Pull every line that holds the word "http" from the entries.
****
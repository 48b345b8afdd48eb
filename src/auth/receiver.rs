//! Sources of the authorization code for the interactive grant.
//!
//! The consent page redirects the browser to the `redirect_uri` with
//! `?code=...&state=...`. A [`CodeReceiver`] decides what that URI is and
//! how the code gets back to the process: a loopback listener
//! ([`super::callback::LoopbackReceiver`]) or the user pasting it
//! ([`ConsoleReceiver`]).

use std::future::Future;

use crate::error::AdsError;

/// Delivers the authorization code for one consent attempt.
pub trait CodeReceiver {
    /// Redirect URI registered in the consent request.
    fn redirect_uri(&self) -> String;

    /// Shows `consent_url` to the user and waits for the code. The returned
    /// code must belong to a redirect carrying `expected_state`.
    fn receive_code(
        &mut self,
        consent_url: &str,
        expected_state: &str,
    ) -> impl Future<Output = Result<String, AdsError>> + Send;
}

/// Reads the code (or the whole redirected URL) from standard input.
#[derive(Debug, Clone)]
pub struct ConsoleReceiver {
    redirect_uri: String,
}

impl ConsoleReceiver {
    /// Creates a receiver that asks the browser to redirect to
    /// `redirect_uri`. The page will not load; the user copies the URL from
    /// the address bar.
    #[must_use]
    pub fn new(redirect_uri: impl Into<String>) -> Self {
        Self {
            redirect_uri: redirect_uri.into(),
        }
    }
}

impl Default for ConsoleReceiver {
    fn default() -> Self {
        Self::new("http://127.0.0.1")
    }
}

impl CodeReceiver for ConsoleReceiver {
    fn redirect_uri(&self) -> String {
        self.redirect_uri.clone()
    }

    async fn receive_code(
        &mut self,
        consent_url: &str,
        expected_state: &str,
    ) -> Result<String, AdsError> {
        eprintln!("Open this URL in your browser and grant access:\n\n  {consent_url}\n");
        eprintln!(
            "After approving, the browser is redirected to {} (the page may fail to load).",
            self.redirect_uri
        );
        eprintln!("Paste the full address bar URL, or just the `code` value, then press Enter:");

        let line = tokio::task::spawn_blocking(|| {
            let mut line = String::new();
            std::io::stdin().read_line(&mut line).map(|_| line)
        })
        .await
        .map_err(|e| AdsError::AuthSetup(format!("input task failed: {e}")))?
        .map_err(|e| AdsError::AuthSetup(format!("failed to read code: {e}")))?;

        extract_code(&line, expected_state)
    }
}

/// Extracts the authorization code from pasted input.
///
/// Accepts either a bare code or a redirect URL. A URL must carry the
/// expected `state`; an `error` parameter (e.g. `access_denied`) fails.
///
/// # Errors
///
/// Returns [`AdsError::AuthSetup`] on empty input, a consent error, a
/// missing code or a state mismatch.
pub fn extract_code(input: &str, expected_state: &str) -> Result<String, AdsError> {
    let input = input.trim();
    if input.is_empty() {
        return Err(AdsError::AuthSetup("no authorization code entered".to_string()));
    }
    if !input.contains("code=") && !input.contains("error=") {
        return Ok(input.to_string());
    }

    let url = if input.contains("://") {
        reqwest::Url::parse(input)
    } else {
        reqwest::Url::parse(&format!("http://localhost/?{}", input.trim_start_matches('?')))
    }
    .map_err(|e| AdsError::AuthSetup(format!("could not parse redirect URL: {e}")))?;

    let mut code = None;
    let mut state = None;
    let mut error = None;
    for (key, value) in url.query_pairs() {
        match key.as_ref() {
            "code" => code = Some(value.into_owned()),
            "state" => state = Some(value.into_owned()),
            "error" => error = Some(value.into_owned()),
            _ => {}
        }
    }

    if let Some(error) = error {
        return Err(AdsError::AuthSetup(format!("consent was not granted: {error}")));
    }
    if state.as_deref() != Some(expected_state) {
        return Err(AdsError::AuthSetup(
            "state parameter does not match this authorization attempt".to_string(),
        ));
    }
    code.filter(|c| !c.is_empty())
        .ok_or_else(|| AdsError::AuthSetup("redirect URL has no code parameter".to_string()))
}
//! Credential persistence.
//!
//! [`CredentialStore`] is the seam between the authenticator and durable
//! storage. [`FileCredentialStore`] keeps one JSON record on disk and
//! replaces it atomically on every save.

use std::fs;
use std::io::Write;
use std::path::{Path, PathBuf};

use crate::domain::Credentials;
use crate::error::AdsError;

/// Durable storage for the single credential record.
pub trait CredentialStore {
    /// Loads the stored record, `None` if nothing has been saved yet.
    ///
    /// # Errors
    ///
    /// Returns [`AdsError::CredentialStore`] if the record exists but cannot
    /// be read or decoded.
    fn load(&self) -> Result<Option<Credentials>, AdsError>;

    /// Replaces the stored record.
    ///
    /// # Errors
    ///
    /// Returns [`AdsError::CredentialStore`] if the record cannot be written.
    fn save(&self, credentials: &Credentials) -> Result<(), AdsError>;

    /// Deletes the stored record. Returns whether one existed.
    ///
    /// # Errors
    ///
    /// Returns [`AdsError::CredentialStore`] if the record cannot be removed.
    fn clear(&self) -> Result<bool, AdsError>;
}

/// JSON file on the local filesystem.
#[derive(Debug, Clone)]
pub struct FileCredentialStore {
    path: PathBuf,
}

impl FileCredentialStore {
    /// Creates a store backed by `path`. Nothing is read until [`load`].
    ///
    /// [`load`]: CredentialStore::load
    #[must_use]
    pub fn new(path: impl Into<PathBuf>) -> Self {
        Self { path: path.into() }
    }

    /// Location of the credential file.
    #[must_use]
    pub fn path(&self) -> &Path {
        &self.path
    }

    fn temp_path(&self) -> PathBuf {
        let mut name = self
            .path
            .file_name()
            .map(|n| n.to_os_string())
            .unwrap_or_default();
        name.push(".tmp");
        self.path.with_file_name(name)
    }
}

impl CredentialStore for FileCredentialStore {
    fn load(&self) -> Result<Option<Credentials>, AdsError> {
        if !self.path.exists() {
            return Ok(None);
        }
        let content = fs::read_to_string(&self.path).map_err(|e| {
            AdsError::CredentialStore(format!("failed to read {}: {e}", self.path.display()))
        })?;
        let credentials: Credentials = serde_json::from_str(&content).map_err(|e| {
            AdsError::CredentialStore(format!("failed to decode {}: {e}", self.path.display()))
        })?;
        tracing::debug!(path = %self.path.display(), "loaded stored credentials");
        Ok(Some(credentials))
    }

    fn save(&self, credentials: &Credentials) -> Result<(), AdsError> {
        let io_err = |e: std::io::Error| {
            AdsError::CredentialStore(format!("failed to write {}: {e}", self.path.display()))
        };
        if let Some(parent) = self.path.parent().filter(|p| !p.as_os_str().is_empty()) {
            fs::create_dir_all(parent).map_err(io_err)?;
        }
        let json = serde_json::to_string_pretty(credentials)
            .map_err(|e| AdsError::CredentialStore(format!("failed to encode credentials: {e}")))?;

        let tmp = self.temp_path();
        {
            let mut file = open_private(&tmp).map_err(io_err)?;
            file.write_all(json.as_bytes()).map_err(io_err)?;
            file.sync_all().map_err(io_err)?;
        }
        fs::rename(&tmp, &self.path).map_err(io_err)?;

        tracing::debug!(
            path = %self.path.display(),
            expires_at = %credentials.access_token_expiry,
            "saved credentials"
        );
        Ok(())
    }

    fn clear(&self) -> Result<bool, AdsError> {
        if !self.path.exists() {
            return Ok(false);
        }
        fs::remove_file(&self.path).map_err(|e| {
            AdsError::CredentialStore(format!("failed to remove {}: {e}", self.path.display()))
        })?;
        tracing::info!(path = %self.path.display(), "credentials cleared");
        Ok(true)
    }
}

#[cfg(unix)]
fn open_private(path: &Path) -> std::io::Result<fs::File> {
    use std::os::unix::fs::OpenOptionsExt;
    fs::OpenOptions::new()
        .write(true)
        .create(true)
        .truncate(true)
        .mode(0o600)
        .open(path)
}

#[cfg(not(unix))]
fn open_private(path: &Path) -> std::io::Result<fs::File> {
    fs::OpenOptions::new()
        .write(true)
        .create(true)
        .truncate(true)
        .open(path)
}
****
### Response below
        Self::new("http://127.0.0.1")
        reqwest::Url::parse(&format!("http://localhost/?{}", input.trim_start_matches('?')))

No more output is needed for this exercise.